## RECORDS SUPPLIED
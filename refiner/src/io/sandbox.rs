//! Code execution sandboxes.
//!
//! A [`Sandbox`] runs one code block against an [`ExecutionContext`] and
//! reports the outcome as data. Nothing here isolates the executed code.

use std::time::Duration;

use tracing::{debug, instrument, warn};

use crate::core::execution::{ExecutionContext, ExecutionResult};
use crate::io::config::SandboxConfig;
use crate::io::process::{command_from_argv, run_with_timeout};

pub trait Sandbox {
    fn execute(
        &self,
        code: &str,
        context: &ExecutionContext,
        timeout: Option<Duration>,
    ) -> ExecutionResult;
}

/// Runs code through an interpreter command (`["python3", "-"]`), source on stdin.
///
/// Each call replays the blocks that previously succeeded so definitions
/// persist, then strips the replayed output from stdout.
#[derive(Debug, Clone)]
pub struct ProcessSandbox {
    argv: Vec<String>,
    output_limit_bytes: usize,
}

impl ProcessSandbox {
    pub fn new(argv: Vec<String>, output_limit_bytes: usize) -> Self {
        Self {
            argv,
            output_limit_bytes,
        }
    }

    fn script(context: &ExecutionContext, code: &str) -> String {
        let mut script = String::new();
        for block in &context.blocks {
            script.push_str(block.trim_end());
            script.push('\n');
        }
        script.push_str(code.trim_end());
        script.push('\n');
        script
    }
}

impl Sandbox for ProcessSandbox {
    #[instrument(skip_all, fields(replayed = context.blocks.len(), code_bytes = code.len()))]
    fn execute(
        &self,
        code: &str,
        context: &ExecutionContext,
        timeout: Option<Duration>,
    ) -> ExecutionResult {
        let cmd = match command_from_argv(&self.argv) {
            Ok(cmd) => cmd,
            Err(e) => return ExecutionResult::raised(context, format!("{e:#}")),
        };
        let script = Self::script(context, code);
        let limit = self.output_limit_bytes;
        let output = match run_with_timeout(cmd, script.as_bytes(), timeout, limit) {
            Ok(output) => output,
            Err(e) => {
                warn!(err = %format!("{e:#}"), "sandbox command failed to run");
                return ExecutionResult::raised(context, format!("{e:#}"));
            }
        };

        let full_stdout = output.stdout_text();
        let stdout = match full_stdout.strip_prefix(context.transcript.as_str()) {
            Some(rest) => rest.to_string(),
            None => {
                debug!("replayed output diverged; keeping full stdout");
                full_stdout.clone()
            }
        };
        let stderr = output.stderr_text();

        let raised_error = if output.timed_out {
            Some("execution timed out".to_string())
        } else if !output.status.success() {
            Some(match output.status.code() {
                Some(code) => format!("process exited with status {code}"),
                None => "process terminated by signal".to_string(),
            })
        } else {
            None
        };

        let updated_context = if raised_error.is_none() {
            let mut next = context.clone();
            next.blocks.push(code.to_string());
            next.transcript = full_stdout;
            next
        } else {
            context.clone()
        };

        ExecutionResult {
            stdout,
            stderr,
            raised_error,
            updated_context,
        }
    }
}

/// Sandbox for configurations without an interpreter.
#[derive(Debug, Clone, Copy, Default)]
pub struct DisabledSandbox;

impl Sandbox for DisabledSandbox {
    fn execute(
        &self,
        _code: &str,
        context: &ExecutionContext,
        _timeout: Option<Duration>,
    ) -> ExecutionResult {
        ExecutionResult::raised(
            context,
            "code execution is disabled (no [sandbox] command configured)",
        )
    }
}

/// Sandbox described by `[sandbox]`; an empty command disables execution.
pub fn sandbox_from_config(config: &SandboxConfig) -> Box<dyn Sandbox> {
    if config.command.is_empty() {
        Box::new(DisabledSandbox)
    } else {
        Box::new(ProcessSandbox::new(
            config.command.clone(),
            config.output_limit_bytes,
        ))
    }
}
//! Child process plumbing shared by the command model and the process sandbox.

use std::io::{Read, Write};
use std::process::{Child, Command, ExitStatus, Stdio};
use std::thread;
use std::time::Duration;

use anyhow::{Context, Result, anyhow};
use tracing::{debug, error, instrument, warn};
use wait_timeout::ChildExt;

/// What a finished (or killed) child left behind.
#[derive(Debug)]
pub struct ProcessOutput {
    pub status: ExitStatus,
    pub stdout: Vec<u8>,
    pub stderr: Vec<u8>,
    pub truncated_bytes: usize,
    pub timed_out: bool,
}

impl ProcessOutput {
    pub fn stdout_text(&self) -> String {
        String::from_utf8_lossy(&self.stdout).into_owned()
    }

    pub fn stderr_text(&self) -> String {
        let mut text = String::from_utf8_lossy(&self.stderr).into_owned();
        if self.truncated_bytes > 0 {
            text.push_str(&format!("\n[output truncated {} bytes]\n", self.truncated_bytes));
        }
        text
    }
}

/// Split a configured command line (`["python3", "-q"]`) into a `Command`.
pub fn command_from_argv(argv: &[String]) -> Result<Command> {
    let (program, args) = argv
        .split_first()
        .ok_or_else(|| anyhow!("command must not be empty"))?;
    let mut cmd = Command::new(program);
    cmd.args(args);
    Ok(cmd)
}

/// Run `cmd` feeding `stdin`, bounded by `timeout` (`None` waits forever).
///
/// Stdin is written and both pipes are drained on their own threads so a
/// chatty child never deadlocks. At most `output_limit_bytes` per stream are kept.
#[instrument(skip_all, fields(timeout_ms = timeout.map(|t| t.as_millis() as u64), output_limit_bytes = output_limit_bytes))]
pub fn run_with_timeout(
    mut cmd: Command,
    stdin: &[u8],
    timeout: Option<Duration>,
    output_limit_bytes: usize,
) -> Result<ProcessOutput> {
    cmd.stdin(Stdio::piped())
        .stdout(Stdio::piped())
        .stderr(Stdio::piped());

    debug!("spawning child process");
    let mut child = match cmd.spawn() {
        Ok(c) => c,
        Err(e) => {
            error!(err = %e, "failed to spawn command");
            return Err(e).context("spawn command");
        }
    };

    let mut child_stdin = child
        .stdin
        .take()
        .ok_or_else(|| anyhow!("stdin was not piped"))?;
    let input = stdin.to_vec();
    // A child that exits without reading stdin yields a broken pipe; that is not our failure.
    let stdin_handle = thread::spawn(move || {
        let _ = child_stdin.write_all(&input);
    });

    let stdout = child
        .stdout
        .take()
        .ok_or_else(|| anyhow!("stdout was not piped"))?;
    let stderr = child
        .stderr
        .take()
        .ok_or_else(|| anyhow!("stderr was not piped"))?;
    let stdout_handle = thread::spawn(move || read_limited(stdout, output_limit_bytes));
    let stderr_handle = thread::spawn(move || read_limited(stderr, output_limit_bytes));

    let (status, timed_out) = wait(&mut child, timeout)?;

    let _ = stdin_handle.join();
    let (stdout, stdout_dropped) = join_reader(stdout_handle).context("join stdout")?;
    let (stderr, stderr_dropped) = join_reader(stderr_handle).context("join stderr")?;
    let truncated_bytes = stdout_dropped + stderr_dropped;
    if truncated_bytes > 0 {
        warn!(truncated_bytes, "child output truncated");
    }

    debug!(exit_code = ?status.code(), timed_out, "child finished");
    Ok(ProcessOutput {
        status,
        stdout,
        stderr,
        truncated_bytes,
        timed_out,
    })
}

fn wait(child: &mut Child, timeout: Option<Duration>) -> Result<(ExitStatus, bool)> {
    let Some(timeout) = timeout else {
        return Ok((child.wait().context("wait for command")?, false));
    };
    match child.wait_timeout(timeout).context("wait for command")? {
        Some(status) => Ok((status, false)),
        None => {
            warn!(timeout_ms = timeout.as_millis() as u64, "command timed out, killing");
            child.kill().context("kill command")?;
            Ok((child.wait().context("wait command after kill")?, true))
        }
    }
}

fn join_reader(handle: thread::JoinHandle<Result<(Vec<u8>, usize)>>) -> Result<(Vec<u8>, usize)> {
    match handle.join() {
        Ok(result) => result,
        Err(_) => Err(anyhow!("output reader thread panicked")),
    }
}

fn read_limited<R: Read>(mut reader: R, limit: usize) -> Result<(Vec<u8>, usize)> {
    let mut buf = Vec::new();
    let mut dropped = 0usize;
    let mut chunk = [0u8; 8192];

    loop {
        let n = reader.read(&mut chunk).context("read output")?;
        if n == 0 {
            break;
        }
        let room = limit.saturating_sub(buf.len());
        let keep = n.min(room);
        buf.extend_from_slice(&chunk[..keep]);
        dropped += n - keep;
    }

    Ok((buf, dropped))
}
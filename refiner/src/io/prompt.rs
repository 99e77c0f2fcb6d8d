//! Prompt rendering for normal, corrective and fallback iterations.

use std::sync::LazyLock;

use anyhow::{Context, Result};
use minijinja::{Environment, context};
use regex::Regex;
use tracing::debug;

use crate::core::document::{DocumentState, ROOT_SECTION_ID};
use crate::core::toc::{TocOrdering, render_toc, synthesize};

const STEP_TEMPLATE: &str = include_str!("prompts/step.md");
const CORRECTION_TEMPLATE: &str = include_str!("prompts/correction.md");
const FALLBACK_TEMPLATE: &str = include_str!("prompts/fallback.md");

/// Longest slice of an offending reply quoted back to the model.
const RESPONSE_EXCERPT_CHARS: usize = 2_000;
const TRUNCATION_NOTE: &str = "\n[truncated]";

static SECTION_RE: LazyLock<Regex> = LazyLock::new(|| {
    Regex::new(r"<!--\s*section:(\w+)\s+(required|droppable)\s*-->").expect("section marker regex")
});

/// Which prompt an iteration sends.
#[derive(Debug, Clone, PartialEq, Eq)]
pub enum PromptKind {
    Step,
    Correction {
        attempt: u32,
        reason: String,
        response: String,
    },
    Fallback,
}

/// Everything a template may show, captured from one committed state.
#[derive(Debug, Clone)]
pub struct PromptInputs {
    pub system_prompt: String,
    pub request: String,
    pub document: String,
    pub toc: String,
    pub focus: Option<String>,
    pub iteration: u32,
    pub max_iterations: Option<u32>,
    /// Warnings and recovery notes carried over from the previous iteration.
    pub notes: Option<String>,
}

impl PromptInputs {
    pub fn from_state(state: &DocumentState, system_prompt: &str, ordering: TocOrdering) -> Self {
        Self {
            system_prompt: system_prompt.trim().to_string(),
            request: state
                .section(ROOT_SECTION_ID)
                .map(|s| s.content.render())
                .unwrap_or_default(),
            document: state.to_text_form(),
            toc: render_toc(&synthesize(state, ordering)),
            focus: state.current_focus_id.clone(),
            iteration: state.iteration + 1,
            max_iterations: None,
            notes: None,
        }
    }

    pub fn with_max_iterations(mut self, max_iterations: Option<u32>) -> Self {
        self.max_iterations = max_iterations;
        self
    }

    pub fn with_notes(mut self, notes: Option<String>) -> Self {
        self.notes = notes.filter(|n| !n.trim().is_empty());
        self
    }
}

struct PromptEngine {
    env: Environment<'static>,
}

impl PromptEngine {
    fn new() -> Self {
        let mut env = Environment::new();
        env.add_template("step", STEP_TEMPLATE)
            .expect("step template should be valid");
        env.add_template("correction", CORRECTION_TEMPLATE)
            .expect("correction template should be valid");
        env.add_template("fallback", FALLBACK_TEMPLATE)
            .expect("fallback template should be valid");
        Self { env }
    }

    fn render(&self, kind: &PromptKind, input: &PromptInputs) -> Result<String> {
        let rendered = match kind {
            PromptKind::Step => self.env.get_template("step")?.render(context! {
                system_prompt => input.system_prompt,
                request => input.request.trim(),
                iteration => input.iteration,
                max_iterations => input.max_iterations,
                focus => input.focus,
                notes => input.notes.as_deref().map(str::trim),
                toc => input.toc,
                document => input.document,
            })?,
            PromptKind::Correction {
                attempt,
                reason,
                response,
            } => self.env.get_template("correction")?.render(context! {
                system_prompt => input.system_prompt,
                attempt => attempt,
                reason => reason,
                response => excerpt(response, RESPONSE_EXCERPT_CHARS),
                request => input.request.trim(),
                toc => input.toc,
                document => input.document,
            })?,
            PromptKind::Fallback => self.env.get_template("fallback")?.render(context! {
                request => input.request.trim(),
            })?,
        };
        Ok(rendered)
    }
}

#[derive(Debug, Clone)]
struct ParsedSection {
    key: String,
    required: bool,
    content: String,
}

/// Split rendered output on `<!-- section:KEY required|droppable -->` markers.
fn parse_sections(rendered: &str) -> Vec<ParsedSection> {
    let markers: Vec<_> = SECTION_RE.captures_iter(rendered).collect();
    let mut sections = Vec::new();

    for (i, caps) in markers.iter().enumerate() {
        let (Some(whole), Some(key), Some(kind)) = (caps.get(0), caps.get(1), caps.get(2)) else {
            continue;
        };
        let end = markers
            .get(i + 1)
            .and_then(|next| next.get(0))
            .map_or(rendered.len(), |m| m.start());
        let content = rendered[whole.end()..end].trim().to_string();
        let required = kind.as_str() == "required";
        if !content.is_empty() || required {
            sections.push(ParsedSection {
                key: key.as_str().to_string(),
                required,
                content,
            });
        }
    }

    sections
}

/// Drop droppable sections (notes, then toc, then document) until the prompt
/// fits, then truncate the last section.
fn apply_budget(sections: &mut Vec<ParsedSection>, budget: usize) {
    let total = |secs: &[ParsedSection]| -> usize { secs.iter().map(|s| s.content.len()).sum() };

    for key in ["notes", "toc", "document"] {
        if total(sections) <= budget {
            return;
        }
        if let Some(idx) = sections.iter().position(|s| s.key == key && !s.required) {
            let bytes_dropped = sections[idx].content.len();
            debug!(section = key, bytes_dropped, "dropped section for budget");
            sections.remove(idx);
        }
    }

    let used = total(sections);
    if used <= budget {
        return;
    }
    let Some(last) = sections.last_mut() else {
        return;
    };
    let allowed = budget.saturating_sub(used - last.content.len());
    let before_len = last.content.len();
    if allowed > TRUNCATION_NOTE.len() {
        truncate_at_char_boundary(&mut last.content, allowed - TRUNCATION_NOTE.len());
        last.content.push_str(TRUNCATION_NOTE);
    } else {
        truncate_at_char_boundary(&mut last.content, allowed);
    }
    debug!(
        section = %last.key,
        before_len,
        after_len = last.content.len(),
        "truncated section for budget"
    );
}

fn truncate_at_char_boundary(text: &mut String, max_bytes: usize) {
    if text.len() <= max_bytes {
        return;
    }
    let mut cut = max_bytes;
    while !text.is_char_boundary(cut) {
        cut -= 1;
    }
    text.truncate(cut);
}

fn excerpt(text: &str, max_chars: usize) -> String {
    let trimmed = text.trim();
    if trimmed.chars().count() <= max_chars {
        return trimmed.to_string();
    }
    let cut: String = trimmed.chars().take(max_chars).collect();
    format!("{cut}{TRUNCATION_NOTE}")
}

/// Renders prompts within a byte budget.
#[derive(Debug, Clone)]
pub struct PromptBuilder {
    budget_bytes: usize,
}

impl PromptBuilder {
    pub fn new(budget_bytes: usize) -> Self {
        Self { budget_bytes }
    }

    pub fn build(&self, kind: &PromptKind, input: &PromptInputs) -> Result<String> {
        let rendered = PromptEngine::new()
            .render(kind, input)
            .context("render prompt template")?;
        let mut sections = parse_sections(&rendered);
        apply_budget(&mut sections, self.budget_bytes);
        Ok(sections
            .iter()
            .map(|s| s.content.as_str())
            .collect::<Vec<_>>()
            .join("\n\n"))
    }
}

## ACTION ITEM
From the records above, pull every line that carries the word "chunk".

## WRITTEN REPLY
    let mut chunk = [0u8; 8192];
        let n = reader.read(&mut chunk).context("read output")?;
        buf.extend_from_slice(&chunk[..keep]);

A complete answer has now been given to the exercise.